2.2Quand l’auteur a parlé de sa famille au jardin d’enfants, le personnel a changé d’attitude et a commencé à se montrer grossier et agressif envers lui. L’auteur a commencé à pleurer plus souvent et à ne plus vouloir aller au jardin d’enfants. Sa famille l’a inscrit dans un autre établissement, où le personnel a dit à V. B. que sa structure familiale était « anormale », et se comportait mal avec l’auteur, et notamment criait sur lui, le frappait et ne l’empêchait pas de manger des aliments auxquels il était allergique. Des enfants du jardin d’enfants ont également commencé à harceler l’auteur, en disant que « les homosexuels ne devraient pas exister ». Les parents de l’auteur ont signalé les faits de harcèlement au personnel du jardin d’enfants, en vain. L’auteur n’avait pas d’amis, et les autres enfants étaient tenus à l’écart de l’intéressé et de sa famille par leurs parents. Face à cette situation, A. B. est devenu anxieux et a commencé à exprimer des pensées suicidaires.
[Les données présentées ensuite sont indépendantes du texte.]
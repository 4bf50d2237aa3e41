//! Payload definitions
//!
//! Shapes carried in the `d` field of the gateway envelope, one per opcode
//! the client sends or cares about decoding.

use chat_client_common::Intents;
use serde::{Deserialize, Serialize};

/// Payload for op 10 (Hello)
///
/// First frame the server sends on every connection.
#[derive(Debug, Clone, Serialize, Deserialize)]
pub struct HelloPayload {
    /// Heartbeat interval in milliseconds
    pub heartbeat_interval: u64,
}

/// Payload for op 2 (Identify)
///
/// Starts a brand-new session. Sending one consumes a slot from the
/// identify rate limiter.
#[derive(Debug, Clone, Serialize, Deserialize)]
pub struct IdentifyPayload {
    /// Bot authentication token
    pub token: String,

    /// Client properties reported to the server
    pub properties: IdentifyProperties,

    /// Requested event groups
    pub intents: Intents,

    /// `[shard_id, shard_count]`; omitted for unsharded bots
    #[serde(skip_serializing_if = "Option::is_none")]
    pub shard: Option<[u32; 2]>,
}

/// Client connection properties
#[derive(Debug, Clone, Serialize, Deserialize)]
pub struct IdentifyProperties {
    /// Operating system
    pub os: String,

    /// Library name
    pub browser: String,

    /// Device name
    pub device: String,
}

impl IdentifyProperties {
    /// Properties identifying this library
    #[must_use]
    pub fn library() -> Self {
        Self {
            os: std::env::consts::OS.to_string(),
            browser: env!("CARGO_PKG_NAME").to_string(),
            device: env!("CARGO_PKG_NAME").to_string(),
        }
    }
}

impl Default for IdentifyProperties {
    fn default() -> Self {
        Self::library()
    }
}

/// Payload for op 4 (Resume)
///
/// Reattaches to an existing session, replaying events after `seq`.
#[derive(Debug, Clone, Serialize, Deserialize)]
pub struct ResumePayload {
    /// Bot authentication token
    pub token: String,

    /// Session ID to resume
    pub session_id: String,

    /// Last received sequence number
    pub seq: u64,
}

/// Payload of the READY dispatch
///
/// Only the fields the resilience layer needs; the rest of the entity
/// snapshot is forwarded untouched to the event pipeline.
#[derive(Debug, Clone, Serialize, Deserialize)]
pub struct ReadyPayload {
    /// Session ID for later resumes
    pub session_id: String,

    /// Preferred gateway URL for resuming this session
    #[serde(skip_serializing_if = "Option::is_none")]
    pub resume_gateway_url: Option<String>,
}
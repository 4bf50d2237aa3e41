//! Identify rate limiting

mod identify;

pub use identify::{IdentifyPermit, IdentifyRateLimiter};
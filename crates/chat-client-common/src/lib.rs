//! # chat-client-common
//!
//! Shared utilities for the chat client: configuration, error types,
//! telemetry setup, and protocol value objects.

pub mod config;
pub mod error;
pub mod telemetry;
pub mod value_objects;

// Re-export commonly used types at crate root
pub use config::{ClientConfig, ConfigError};
pub use error::LimitError;
pub use telemetry::{
    init_tracing, init_tracing_with_config, try_init_tracing, try_init_tracing_with_config,
    TracingConfig, TracingError,
};
pub use value_objects::{Intents, Snowflake, SnowflakeParseError};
2.3En 2015, alors que l’auteur avait 5 ans, la famille a déménagé en Finlande. Le 10 avril 2015, elle déposé une demande d’asile et une demande de permis de séjour pour raisons humanitaires, faisant valoir qu’elle était victime de persécutions et de discrimination et qu’elle craignait de subir de nouvelles atteintes à ses droits en raison de l’orientation sexuelle de V. B. et de A. S.
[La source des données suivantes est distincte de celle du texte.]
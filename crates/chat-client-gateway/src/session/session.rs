//! Gateway session state machine
//!
//! Owns one shard's transport: connects, performs the Hello/Identify (or
//! Resume) handshake, pumps frames, and recovers from transport loss with
//! resume-first reconnects under capped jittered backoff. All mutable
//! session state is written only by the session's own tasks; callers
//! observe through [`GatewaySession::status`] and the event channel.

use super::heartbeat::spawn_heartbeat;
use super::{SessionState, SessionStatus};
use crate::error::GatewayError;
use crate::events::{ShardEvent, ShardId};
use crate::limiter::IdentifyRateLimiter;
use crate::protocol::{
    CloseCode, GatewayMessage, IdentifyPayload, IdentifyProperties, OpCode, ReadyPayload,
    ResumePayload,
};
use chat_client_common::ClientConfig;
use futures_util::stream::{SplitSink, SplitStream};
use futures_util::{SinkExt, StreamExt};
use rand::Rng;
use std::sync::atomic::{AtomicBool, AtomicU32, Ordering};
use std::sync::Arc;
use std::time::Duration;
use tokio::net::TcpStream;
use tokio::sync::{mpsc, Mutex};
use tokio::task::JoinHandle;
use tokio::time::{sleep, sleep_until, timeout_at, Instant};
use tokio_tungstenite::tungstenite::protocol::CloseFrame;
use tokio_tungstenite::tungstenite::Message;
use tokio_tungstenite::{connect_async, MaybeTlsStream, WebSocketStream};

/// Buffer for frames queued by the heartbeat task
const OUTBOUND_BUFFER: usize = 16;

/// First reconnect backoff step
const BACKOFF_BASE: Duration = Duration::from_secs(1);

/// Reconnect backoff ceiling
const BACKOFF_CAP: Duration = Duration::from_secs(120);

/// Consecutive reconnect failures before the shard gives up
const MAX_RECONNECT_FAILURES: u32 = 10;

/// Invalid-session handshake rejections tolerated per connection attempt
const INVALID_SESSION_BUDGET: u32 = 3;

/// Dispatch event type that completes a fresh login
const READY_EVENT: &str = "READY";

/// Dispatch event type that completes a resume
const RESUMED_EVENT: &str = "RESUMED";

/// Sentinel for "no close requested during a pending open"
const NO_ABORT: u32 = u32::MAX;

type WsSink = SplitSink<WebSocketStream<MaybeTlsStream<TcpStream>>, Message>;
type WsRead = SplitStream<WebSocketStream<MaybeTlsStream<TcpStream>>>;

/// One shard's gateway connection lifecycle
pub struct GatewaySession {
    shard: ShardId,
    config: Arc<ClientConfig>,
    state: Arc<SessionState>,
    identify_limiter: Arc<IdentifyRateLimiter>,
    events: mpsc::UnboundedSender<ShardEvent>,
    runner: Mutex<Option<RunnerHandle>>,

    /// A handshake is in flight outside the runner lock
    opening: AtomicBool,

    /// Close code requested while a handshake was in flight, or
    /// [`NO_ABORT`]
    abort_open: AtomicU32,
}

/// Clears the opening flag on every exit path, including cancellation
struct OpeningGuard<'a>(&'a AtomicBool);

impl Drop for OpeningGuard<'_> {
    fn drop(&mut self) {
        self.0.store(false, Ordering::SeqCst);
    }
}

struct RunnerHandle {
    commands: mpsc::Sender<Command>,
    join: JoinHandle<()>,
}

enum Command {
    Close(u16),
}

impl GatewaySession {
    /// Create a session for one shard
    ///
    /// `events` is the injected hook everything observed on this shard is
    /// forwarded through; the session holds no reference to its owner.
    #[must_use]
    pub fn new(
        shard: ShardId,
        config: Arc<ClientConfig>,
        identify_limiter: Arc<IdentifyRateLimiter>,
        events: mpsc::UnboundedSender<ShardEvent>,
    ) -> Arc<Self> {
        Arc::new(Self {
            shard,
            config,
            state: Arc::new(SessionState::new()),
            identify_limiter,
            events,
            runner: Mutex::new(None),
            opening: AtomicBool::new(false),
            abort_open: AtomicU32::new(NO_ABORT),
        })
    }

    /// The shard this session serves
    #[must_use]
    pub fn shard(&self) -> ShardId {
        self.shard
    }

    /// Current lifecycle status
    #[must_use]
    pub fn status(&self) -> SessionStatus {
        self.state.status()
    }

    /// Last dispatch sequence observed on the current session
    #[must_use]
    pub fn sequence(&self) -> Option<u64> {
        self.state.sequence()
    }

    /// When the last heartbeat went out on the current transport
    #[must_use]
    pub fn last_heartbeat_sent(&self) -> Option<std::time::Instant> {
        self.state.last_heartbeat_sent()
    }

    /// When the last heartbeat acknowledgement arrived on the current
    /// transport
    #[must_use]
    pub fn last_heartbeat_ack(&self) -> Option<std::time::Instant> {
        self.state.last_heartbeat_ack()
    }

    /// Establish the transport and complete the login handshake
    ///
    /// Resumes the previous session when one survives, otherwise performs
    /// a fresh identify (waiting for an identify-limiter slot first). On
    /// success the read loop and heartbeat tasks are running and the
    /// stream is live.
    ///
    /// Fails fast, without retry, on fatal close codes
    /// ([`GatewayError::FatalClose`]); transient failures are also
    /// surfaced here, but retrying `open()` may succeed for those.
    pub async fn open(&self) -> Result<(), GatewayError> {
        {
            let mut slot = self.runner.lock().await;
            if slot.as_ref().is_some_and(|handle| !handle.join.is_finished()) {
                return Err(GatewayError::AlreadyOpen);
            }
            *slot = None;
            if self.opening.swap(true, Ordering::SeqCst) {
                return Err(GatewayError::AlreadyOpen);
            }
            self.abort_open.store(NO_ABORT, Ordering::SeqCst);
        }
        let opening = OpeningGuard(&self.opening);

        // The handshake runs with the slot lock released so close() stays
        // responsive while a connection attempt is in flight
        let mut runner = SessionRunner {
            shard: self.shard,
            config: Arc::clone(&self.config),
            state: Arc::clone(&self.state),
            identify_limiter: Arc::clone(&self.identify_limiter),
            events: self.events.clone(),
        };
        let established = runner.establish().await;

        let mut slot = self.runner.lock().await;
        drop(opening);
        let conn = match established {
            Ok(conn) => conn,
            Err(err) => {
                self.state.set_status(SessionStatus::Disconnected);
                return Err(err);
            }
        };

        let (commands, command_rx) = mpsc::channel(1);
        let join = tokio::spawn(runner.run(conn, command_rx));
        match self.abort_open.swap(NO_ABORT, Ordering::SeqCst) {
            NO_ABORT => {
                *slot = Some(RunnerHandle { commands, join });
            }
            code => {
                // A close raced the handshake and wins; the session opened
                // and is torn straight back down
                let _ = commands.send(Command::Close(code as u16)).await;
                let _ = join.await;
                self.state.set_status(SessionStatus::Disconnected);
            }
        }
        Ok(())
    }

    /// Close the connection with the given WebSocket close code
    ///
    /// Codes 1000/1001 tell the server to invalidate the session; any
    /// other code leaves it resumable. Idempotent: closing a closed
    /// session is a no-op. A close issued while `open()` is still
    /// handshaking returns promptly and the open tears itself down once
    /// the handshake settles.
    pub async fn close(&self, code: u16) {
        if self.opening.load(Ordering::SeqCst) {
            self.abort_open.store(u32::from(code), Ordering::SeqCst);
        }
        let handle = self.runner.lock().await.take();
        if let Some(handle) = handle {
            let _ = handle.commands.send(Command::Close(code)).await;
            let _ = handle.join.await;
        }
        self.state.set_status(SessionStatus::Disconnected);
    }
}

impl std::fmt::Debug for GatewaySession {
    fn fmt(&self, f: &mut std::fmt::Formatter<'_>) -> std::fmt::Result {
        f.debug_struct("GatewaySession")
            .field("shard", &self.shard)
            .field("status", &self.state.status())
            .finish()
    }
}

/// A live transport with its attendant tasks and channels
struct ActiveConn {
    sink: WsSink,
    read: WsRead,
    heartbeat: JoinHandle<()>,
    outbound_rx: mpsc::Receiver<GatewayMessage>,
    zombie_rx: mpsc::Receiver<()>,
}

impl ActiveConn {
    /// Tear the transport down, optionally sending a close code first
    async fn shutdown(mut self, code: Option<u16>) {
        self.heartbeat.abort();
        if let Some(code) = code {
            let frame = CloseFrame {
                code: code.into(),
                reason: "".into(),
            };
            let _ = self.sink.send(Message::Close(Some(frame))).await;
        }
        let _ = self.sink.close().await;
    }
}

/// What the read loop decided after handling input
enum Flow {
    /// Caller asked us to close with this code
    Closed(u16),
    /// Transport must be replaced; `resume` says whether the session is
    /// worth reattaching to, `delay` defers the first attempt
    Reconnect { resume: bool, delay: Duration },
    /// Server refused us in a way retry cannot fix
    Fatal(CloseCode),
}

/// Handshake result for one connection attempt
enum ConnectOutcome<C = ActiveConn> {
    Established(C),
    Invalidated { resumable: bool },
}

/// The task-side half of a session: owns all mutation
struct SessionRunner {
    shard: ShardId,
    config: Arc<ClientConfig>,
    state: Arc<SessionState>,
    identify_limiter: Arc<IdentifyRateLimiter>,
    events: mpsc::UnboundedSender<ShardEvent>,
}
2.4Alors que ses demande étaient en cours de traitement, la famille a vécu en Finlande pendant deux ans et demi environ. L’auteur a commencé à apprendre le finnois et a fréquenté une école maternelle, où il s’est fait des amis. V. B. et A. S. lui ont parlé de leur relation pour la première fois et il a commencé à les appeler toutes les deux « mère ». La famille a tissé des liens étroits avec d’autres familles homoparentales et l’auteur a appris qu’il existait différents types de structure familiale. Selon un enseignant de l’école maternelle, en Finlande l’auteur semblait heureux et sociable.
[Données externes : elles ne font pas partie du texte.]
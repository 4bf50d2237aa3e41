//! Heartbeat task
//!
//! One task per live transport. Sends a heartbeat every interval carrying
//! the last observed sequence; a tick that finds the previous beat
//! unacknowledged, or a send that fails, reports the connection as
//! zombied so the session forces a reconnect. Both conditions are
//! treated identically.

use super::SessionState;
use crate::events::ShardId;
use crate::protocol::GatewayMessage;
use rand::Rng;
use std::sync::Arc;
use std::time::Duration;
use tokio::sync::mpsc;
use tokio::task::JoinHandle;
use tokio::time::sleep;

/// Spawn the heartbeat task for a freshly established transport
///
/// The first beat fires after `interval * U(0, jitter_factor)` so that a
/// fleet of shards reconnecting together does not beat in lockstep.
pub(crate) fn spawn_heartbeat(
    shard: ShardId,
    state: Arc<SessionState>,
    interval: Duration,
    jitter_factor: f64,
    outbound: mpsc::Sender<GatewayMessage>,
    zombied: mpsc::Sender<()>,
) -> JoinHandle<()> {
    tokio::spawn(async move {
        let jitter = rand::thread_rng().gen_range(0.0..=jitter_factor.clamp(0.0, 1.0));
        sleep(interval.mul_f64(jitter)).await;

        loop {
            let seq = state.sequence();
            if outbound.send(GatewayMessage::heartbeat(seq)).await.is_err() {
                tracing::warn!(shard = %shard, "heartbeat channel closed; reporting connection as zombied");
                let _ = zombied.try_send(());
                return;
            }
            state.record_heartbeat_sent();
            tracing::trace!(shard = %shard, sequence = ?seq, "heartbeat sent");

            sleep(interval).await;

            if !state.heartbeat_acked() {
                tracing::warn!(
                    shard = %shard,
                    interval_ms = interval.as_millis() as u64,
                    "heartbeat not acknowledged within one interval; connection zombied"
                );
                let _ = zombied.try_send(());
                return;
            }
        }
    })
}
2.5Comme suite à la demande d’asile et de permis de séjour déposée par la famille, le Service finlandais de l’immigration a entendu trois fois V. B. et A. S., qui ont expliqué que, dans la Fédération de Russie, les familles homoparentales était soumises à une forte pression et vivaient dans la peur constante d’être menacées ou persécutées. L’auteur n’a pour sa part pas été entendu dans le cadre de la procédure.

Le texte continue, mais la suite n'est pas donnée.